Sancionada em plena ditadura militar pelo então presidente Médici (1905-1985), a Lei 5.579, de 1970, estabelece que seja celebrado a 5 de novembro de cada ano o Dia da Cultura e da Ciência. A data homenageia o nascimento de Rui Barbosa (1849-1923). Segundo o texto, o jurista e orador mereceu a honraria por ter sido “figura exponencial das letras e das ciências, no Brasil e no mundo”. Por mais controvérsias que haja em relação ao legado de Rui Barbosa, sua envergadura intelectual é inquestionável. Ministro das Relações Exteriores quando ganhou o apelido de Águia de Haia após discursar na Segunda Conferência Internacional da Paz, em 1907, ele assegurou seu lugar na história como polímata. Estudioso de diversos temas, foi ministro da Fazenda, cofundador da Academia Brasileira de Letras e indicado ao cargo de juiz do Tribunal Permanente de Justiça Internacional, órgão criado em 1921 pela Liga das Nações. Embora não tenha sido propriamente um cientista, a escolha de seu nome pelo governo militar para o dia nacional da Cultura e da Ciência fez todo sentido.

Mesmo com a homenagem a Rui Brabosa, a data é pouco conhecida. Ela raramente aparece nos calendários e nunca foi celebrada com a seriedade que representa. É mais uma daquelas efemérides à qual cabe o enfadonho clichê “não há motivos para comemorar”. O presidente da República eleito em 2018 fez o possível para deixar claro seu horror à Cultura e menosprezo pela Ciência. Até Médici, cujo governo foi marcado pela censura, repressão, torturas e assassinatos, entendeu que era importante incitar a produção de conhecimento científico e expressões culturais no País. Para Bolsonaro, que em seu discurso no último 7 de Setembro ignorou solenemente o bicentenário da Independência, nada disso importa. Nem Cultura, nem Ciência, nem História, nem o futuro da Nação — que tem se tornado pária mundial pela catastrófica gestão do meio-ambiente, da saúde e das relações internacionais.

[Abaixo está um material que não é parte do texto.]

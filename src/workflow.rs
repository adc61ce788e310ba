//! 病害识别提交流程
//!
//! 严格顺序执行，不重试：
//! `Idle → Validating → Encoding → Uploading → Classifying → Persisting → Done | Failed`
//!
//! - 同一时刻只允许一次提交，重入直接返回 `Busy`，不发起任何远程调用
//! - 上传成功后若识别或写库失败，尽力删除一次已上传的对象，清理失败只记日志

use std::cell::Cell;

use async_trait::async_trait;
use leafscan_shared::{ClassificationResult, DetectionRecord, NewDetection, Timestamp};

use crate::clock::{Clock, SystemClock};
use crate::error::{AppError, AppResult, ValidationError};
use crate::history::RecordStore;

const MIB: u64 = 1024 * 1024;

// =========================================================
// 协作方
// =========================================================

/// 用户选中的图片文件
#[async_trait(?Send)]
pub trait ImageFile {
    fn name(&self) -> String;
    /// 浏览器声明的 MIME 类型
    fn media_type(&self) -> String;
    fn size(&self) -> u64;
    /// 读取为 base64 data URI，同时用于预览和识别请求
    async fn read_data_uri(&self) -> AppResult<String>;
}

/// 图片对象存储（桶由实现方持有）
#[async_trait(?Send)]
pub trait ObjectStore<F: ?Sized> {
    async fn upload(&self, key: &str, file: &F) -> AppResult<()>;
    fn public_url(&self, key: &str) -> String;
    async fn remove(&self, key: &str) -> AppResult<()>;
}

/// 远程识别函数
#[async_trait(?Send)]
pub trait Classifier {
    async fn classify(&self, image_data: &str) -> AppResult<ClassificationResult>;
}

// =========================================================
// 纯函数
// =========================================================

/// 校验文件类型与大小；恰好等于上限时接受
pub fn validate(media_type: &str, size: u64, limit: u64) -> Result<(), ValidationError> {
    if !media_type.starts_with("image/") {
        return Err(ValidationError::NotAnImage {
            media_type: media_type.to_string(),
        });
    }
    if size > limit {
        return Err(ValidationError::TooLarge {
            size,
            limit_mib: limit / MIB,
        });
    }
    Ok(())
}

/// 文件扩展名：取文件名最后一个 `.` 之后的部分，否则取 MIME 子类型
fn extension(name: &str, media_type: &str) -> String {
    match name.rsplit_once('.') {
        Some((stem, ext)) if !stem.is_empty() && !ext.is_empty() => ext.to_ascii_lowercase(),
        _ => media_type
            .split_once('/')
            .map(|(_, sub)| sub.split('+').next().unwrap_or(sub))
            .filter(|sub| !sub.is_empty())
            .unwrap_or("bin")
            .to_ascii_lowercase(),
    }
}

/// 上传对象的 key：`{user_id}/{unix_millis}.{ext}`
pub fn object_key(user_id: &str, now: Timestamp, name: &str, media_type: &str) -> String {
    format!(
        "{}/{}.{}",
        user_id,
        now.as_millis(),
        extension(name, media_type)
    )
}

// =========================================================
// 状态
// =========================================================

#[derive(Debug, Clone, Copy, PartialEq, Eq, Default)]
pub enum SubmissionPhase {
    #[default]
    Idle,
    Validating,
    Encoding,
    Uploading,
    Classifying,
    Persisting,
    Done,
    Failed,
}

impl SubmissionPhase {
    /// 进行中（界面据此禁用文件选择并显示进度）
    pub fn is_busy(&self) -> bool {
        !matches!(
            self,
            SubmissionPhase::Idle | SubmissionPhase::Done | SubmissionPhase::Failed
        )
    }

    /// 进度提示文案的键
    pub fn label_key(&self) -> &'static str {
        match self {
            SubmissionPhase::Idle => "click_upload",
            SubmissionPhase::Validating
            | SubmissionPhase::Encoding
            | SubmissionPhase::Uploading => "uploading",
            SubmissionPhase::Classifying => "analyzing",
            SubmissionPhase::Persisting => "saving",
            SubmissionPhase::Done => "analysis_success",
            SubmissionPhase::Failed => "analysis_failed",
        }
    }
}

/// 推送给界面的进度事件
#[derive(Debug, Clone, Copy, PartialEq)]
pub enum SubmissionEvent<'a> {
    Phase(SubmissionPhase),
    /// 编码完成后的预览 data URI
    Preview(&'a str),
}

/// 仪表盘上的待处理上传（不持久化）
#[derive(Debug, Clone, Default, PartialEq)]
pub struct PendingUpload {
    pub preview: Option<String>,
    pub phase: SubmissionPhase,
    pub result: Option<ClassificationResult>,
    pub error: Option<String>,
}

impl PendingUpload {
    /// 开始新的选择时清空上一次的结果
    pub fn reset(&mut self) {
        *self = Self::default();
    }

    pub fn apply(&mut self, event: SubmissionEvent<'_>) {
        match event {
            SubmissionEvent::Phase(phase) => self.phase = phase,
            SubmissionEvent::Preview(uri) => self.preview = Some(uri.to_string()),
        }
    }

    pub fn finish(&mut self, outcome: &AppResult<DetectionRecord>) {
        match outcome {
            Ok(record) => {
                self.phase = SubmissionPhase::Done;
                self.result = Some(ClassificationResult::from(record));
                self.error = None;
            }
            Err(e) => {
                self.phase = SubmissionPhase::Failed;
                self.result = None;
                self.error = Some(e.message().to_string());
            }
        }
    }

    pub fn is_busy(&self) -> bool {
        self.phase.is_busy()
    }
}

// =========================================================
// 流程
// =========================================================

/// 在途标记，drop 时清除（覆盖所有返回路径）
struct InFlight<'a>(&'a Cell<bool>);

impl<'a> InFlight<'a> {
    fn acquire(flag: &'a Cell<bool>) -> Option<Self> {
        if flag.replace(true) {
            return None;
        }
        Some(Self(flag))
    }
}

impl Drop for InFlight<'_> {
    fn drop(&mut self) {
        self.0.set(false);
    }
}

pub struct DetectionWorkflow<S, C, R, K = SystemClock> {
    store: S,
    classifier: C,
    records: R,
    clock: K,
    max_bytes: u64,
    in_flight: Cell<bool>,
}

impl<S, C, R> DetectionWorkflow<S, C, R, SystemClock> {
    pub fn new(store: S, classifier: C, records: R, max_bytes: u64) -> Self {
        Self::with_clock(store, classifier, records, max_bytes, SystemClock)
    }
}

impl<S, C, R, K> DetectionWorkflow<S, C, R, K> {
    pub fn with_clock(store: S, classifier: C, records: R, max_bytes: u64, clock: K) -> Self {
        Self {
            store,
            classifier,
            records,
            clock,
            max_bytes,
            in_flight: Cell::new(false),
        }
    }

    pub fn is_busy(&self) -> bool {
        self.in_flight.get()
    }
}

impl<S, C, R, K> DetectionWorkflow<S, C, R, K>
where
    C: Classifier,
    R: RecordStore,
    K: Clock,
{
    /// 提交一张图片并返回写入的记录
    ///
    /// `user_id` 取自提交时刻的会话镜像。`observe` 依次收到每个阶段，
    /// 以及编码完成后的预览；最终阶段为 `Done` 或 `Failed`。
    pub async fn submit<F, O>(
        &self,
        user_id: Option<&str>,
        file: &F,
        observe: O,
    ) -> AppResult<DetectionRecord>
    where
        F: ImageFile + ?Sized,
        S: ObjectStore<F>,
        O: Fn(SubmissionEvent<'_>),
    {
        let Some(_guard) = InFlight::acquire(&self.in_flight) else {
            tracing::warn!("submission rejected, another one is in flight");
            return Err(AppError::busy());
        };

        let outcome = self.run(user_id, file, &observe).await;
        match &outcome {
            Ok(record) => {
                tracing::info!(id = %record.id, disease = %record.disease_name, "detection saved");
                observe(SubmissionEvent::Phase(SubmissionPhase::Done));
            }
            Err(e) => {
                tracing::error!(error = %e, "detection failed");
                observe(SubmissionEvent::Phase(SubmissionPhase::Failed));
            }
        }
        outcome
    }

    async fn run<F, O>(&self, user_id: Option<&str>, file: &F, observe: &O) -> AppResult<DetectionRecord>
    where
        F: ImageFile + ?Sized,
        S: ObjectStore<F>,
        O: Fn(SubmissionEvent<'_>),
    {
        let phase = |p: SubmissionPhase| {
            tracing::debug!(phase = ?p, "submission phase");
            observe(SubmissionEvent::Phase(p));
        };

        phase(SubmissionPhase::Validating);
        let media_type = file.media_type();
        validate(&media_type, file.size(), self.max_bytes)?;
        let user_id = user_id.ok_or_else(AppError::no_session)?;

        phase(SubmissionPhase::Encoding);
        let data_uri = file
            .read_data_uri()
            .await
            .map_err(|e| e.in_op("workflow.encode"))?;
        observe(SubmissionEvent::Preview(&data_uri));

        phase(SubmissionPhase::Uploading);
        let key = object_key(user_id, self.clock.now(), &file.name(), &media_type);
        self.store
            .upload(&key, file)
            .await
            .map_err(|e| e.in_op_with("workflow.upload", &key))?;
        let image_url = self.store.public_url(&key);

        match self.classify_and_persist(user_id, &image_url, &data_uri, &phase).await {
            Ok(record) => Ok(record),
            Err(e) => {
                if let Err(cleanup) = self.store.remove(&key).await {
                    tracing::warn!(key = %key, error = %cleanup, "failed to remove orphaned upload");
                }
                Err(e)
            }
        }
    }

    async fn classify_and_persist(
        &self,
        user_id: &str,
        image_url: &str,
        data_uri: &str,
        phase: &dyn Fn(SubmissionPhase),
    ) -> AppResult<DetectionRecord> {
        phase(SubmissionPhase::Classifying);
        let result = self
            .classifier
            .classify(data_uri)
            .await
            .map_err(|e| e.in_op("workflow.classify"))?;

        phase(SubmissionPhase::Persisting);
        let row = NewDetection::from_result(user_id, image_url, &result);
        self.records
            .insert(&row)
            .await
            .map_err(|e| e.in_op("workflow.persist"))
    }
}

#[cfg(test)]
mod tests;
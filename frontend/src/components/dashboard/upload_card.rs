//! 上传卡片
//!
//! 展示预览图或上传提示；流程在途时显示当前阶段并禁用文件选择。

use leptos::prelude::*;
use leafscan::workflow::PendingUpload;
use web_sys::HtmlInputElement;

use crate::components::icons::{AlertTriangle, Camera, Upload};
use crate::i18n::use_i18n;
use crate::web::BrowserFile;

#[component]
pub fn UploadCard(
    pending: RwSignal<PendingUpload>,
    #[prop(into)] on_select: Callback<BrowserFile>,
) -> impl IntoView {
    let i18n = use_i18n();
    let is_busy = move || pending.with(|p| p.is_busy());

    let on_change = move |ev: web_sys::Event| {
        let input = event_target::<HtmlInputElement>(&ev);
        let file = BrowserFile::from_input(&input);
        // 清空以便再次选择同一文件
        input.set_value("");
        if let Some(file) = file {
            on_select.run(file);
        }
    };

    view! {
        <div class="card bg-base-100 shadow-xl">
            <div class="card-body">
                <h2 class="card-title gap-2">
                    <Camera attr:class="h-5 w-5 text-primary" />
                    {move || i18n.t("upload_leaf_image")}
                </h2>
                <p class="text-sm text-base-content/70">{move || i18n.t("take_photo")}</p>

                <label
                    for="leaf-image"
                    class=move || {
                        if is_busy() {
                            "relative flex flex-col items-center justify-center h-80 border-2 border-dashed border-base-300 rounded-box overflow-hidden opacity-80 cursor-wait"
                        } else {
                            "relative flex flex-col items-center justify-center h-80 border-2 border-dashed border-base-300 rounded-box overflow-hidden cursor-pointer hover:border-primary transition-colors"
                        }
                    }
                >
                    {move || match pending.with(|p| p.preview.clone()) {
                        Some(src) => {
                            view! { <img src=src alt="Leaf preview" class="h-full w-full object-contain" /> }
                                .into_any()
                        }
                        None => {
                            view! {
                                <div class="flex flex-col items-center gap-3 text-center p-6">
                                    <div class="p-4 bg-primary/10 rounded-full text-primary">
                                        <Upload attr:class="h-10 w-10" />
                                    </div>
                                    <span class="font-semibold">{move || i18n.t("click_upload")}</span>
                                    <span class="text-sm text-base-content/60">
                                        {move || i18n.t("upload_formats")}
                                    </span>
                                </div>
                            }
                                .into_any()
                        }
                    }}

                    <Show when=is_busy>
                        <div class="absolute inset-0 flex flex-col items-center justify-center gap-3 bg-base-100/80">
                            <span class="loading loading-spinner loading-lg text-primary"></span>
                            <span class="font-medium">
                                {move || i18n.t(pending.with(|p| p.phase.label_key()))}
                            </span>
                        </div>
                    </Show>
                </label>
                <input
                    id="leaf-image"
                    type="file"
                    accept="image/*"
                    capture="environment"
                    class="hidden"
                    disabled=is_busy
                    on:change=on_change
                />

                {move || {
                    pending
                        .with(|p| p.error.clone())
                        .map(|message| {
                            view! {
                                <div role="alert" class="alert alert-error text-sm py-2 mt-4">
                                    <AlertTriangle attr:class="h-5 w-5" />
                                    <span>{message}</span>
                                </div>
                            }
                        })
                }}
            </div>
        </div>
    }
}
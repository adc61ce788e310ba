use leafscan::AppRoute;
use leptos::prelude::*;
use leptos::task::spawn_local;

use crate::api::use_api;
use crate::auth::{logout, use_auth};
use crate::components::icons::{History, Leaf, LogOut, Sparkles};
use crate::components::language_switcher::LanguageSwitcher;
use crate::components::theme_toggle::ThemeToggle;
use crate::components::toast::use_toast;
use crate::i18n::use_i18n;
use crate::web::router::{Link, use_router};

/// 顶部导航栏，按会话状态切换右侧按钮
#[component]
pub fn Navbar() -> impl IntoView {
    let i18n = use_i18n();
    let auth = use_auth();
    let api = use_api();
    let toast = use_toast();
    let router = use_router();

    let on_logout = move |_| {
        let api = api.client();
        spawn_local(async move {
            logout(&api).await;
            toast.success(i18n.t_untracked("logged_out"));
            router.navigate_to(AppRoute::Landing);
        });
    };

    view! {
        <div class="navbar bg-base-100 shadow-sm sticky top-0 z-40 px-4">
            <div class="flex-1">
                <Link to=AppRoute::Landing class="btn btn-ghost gap-2">
                    <Leaf attr:class="h-6 w-6 text-primary" />
                    <span class="flex flex-col items-start leading-tight">
                        <span class="text-xl font-bold">{move || i18n.t("app_name")}</span>
                        <span class="text-xs font-normal text-base-content/60 hidden sm:inline">
                            {move || i18n.t("app_tagline")}
                        </span>
                    </span>
                </Link>
            </div>
            <div class="flex-none flex items-center gap-2">
                <Link to=AppRoute::About class="btn btn-ghost btn-sm hidden md:inline-flex">
                    {move || i18n.t("about")}
                </Link>
                <Link to=AppRoute::Contact class="btn btn-ghost btn-sm hidden md:inline-flex">
                    {move || i18n.t("contact")}
                </Link>
                <LanguageSwitcher />
                <ThemeToggle />
                <Show
                    when=move || auth.is_authenticated()
                    fallback=move || {
                        view! {
                            <Link to=AppRoute::Auth class="btn btn-primary btn-sm">
                                {move || i18n.t("sign_in")}
                            </Link>
                        }
                    }
                >
                    <Link to=AppRoute::Dashboard class="btn btn-ghost btn-sm gap-1">
                        <Sparkles attr:class="h-4 w-4" />
                        {move || i18n.t("dashboard")}
                    </Link>
                    <Link to=AppRoute::History class="btn btn-ghost btn-sm gap-1">
                        <History attr:class="h-4 w-4" />
                        {move || i18n.t("history")}
                    </Link>
                    <button on:click=on_logout class="btn btn-outline btn-error btn-sm gap-1">
                        <LogOut attr:class="h-4 w-4" />
                        {move || i18n.t("logout")}
                    </button>
                </Show>
            </div>
        </div>
    }
}
//! LeafScan 核心逻辑
//!
//! 与浏览器无关的部分：文案查找、会话镜像与路由守卫、识别提交流程、历史列表。
//! 所有外部协作方（认证、对象存储、识别函数、记录表、本地存储）都以 trait 注入，
//! 前端 crate 提供基于 REST 的实现，测试提供内存实现。

pub mod clock;
pub mod config;
pub mod contact;
pub mod error;
pub mod history;
pub mod locale;
pub mod onboarding;
pub mod route;
pub mod session;
pub mod theme;
pub mod workflow;

pub use config::AppConfig;
pub use error::{AppError, AppResult, ErrorKind};
pub use locale::Language;
pub use route::AppRoute;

Infelizmente, o estrago causado pelo poder Executivo nos últimos anos se torna ainda maior quando o Congresso Nacional está alinhado no mesmo obscurantismo. Embora os parlamentares tenham derrubado, em julho, os vetos de Bolsonaro às leis Paulo Gustavo e Aldir Blanc, garantindo recursos emergenciais à atividade cultural, a produção científica tem sido sacrificada por sucessivos cortes de verba — e corre o sério risco de perder mais uma importante fonte de financiamento.

Em dezembro encerra-se o prazo para que deputados e senadores decidam o futuro do Fundo Nacional de Desenvolvimento Científico e Tecnológico (FNDCT). Criado em 1969, ele é mantido com recursos originários de diferentes tributos, mas sua destinação tem sido desvirtuada. O orçamento do FNDCT aprovado pelo Congresso Nacional para 2022 era de R$ 4,5 bilhões. O governo retirou daí cerca de R$ 2 bilhões que deveriam ser investidos em inovação por meio de fundos setoriais. Foi com o dinheiro do FNDCT que, no passado, o Brasil pôde construir laboratórios de pesquisas em diversas universidades públicas, alguns deles essenciais para estudos que garantiram resultados positivos no combate a doenças como Zika e Covid-19. O fundo também permitiu parte das pesquisas agropecuárias realizadas pela Embrapa que colocaram o Brasil na vanguarda do setor, e até projetos de engenharia de grandes obras de infraestrutura e energia, caso da ponte Rio-Niterói e da hidrelétrica de Itaipu.

O contingenciamento de verbas do fundo preocupa entidades como a Associação Brasileira de Bioinovação (ABBI), uma organização civil sem fins lucrativos, apartidária e de abrangência nacional. “O FNDCT deve servir aos interesses dos brasileiros que querem prosperar, produzir e encontrar no País um efervescente mercado de pesquisa e inovação”, afirmou o presidente-executivo da ABBI, Thiago Falda. “Porque, junto com os recursos financeiros, vão-se as melhores cabeças para outros países.” Sem dinheiro nem cérebros, o Brasil poderá passar as próximas décadas perdendo ainda mais posições no ranking internacional de inovação. Hoje, o País coupa a 52ª.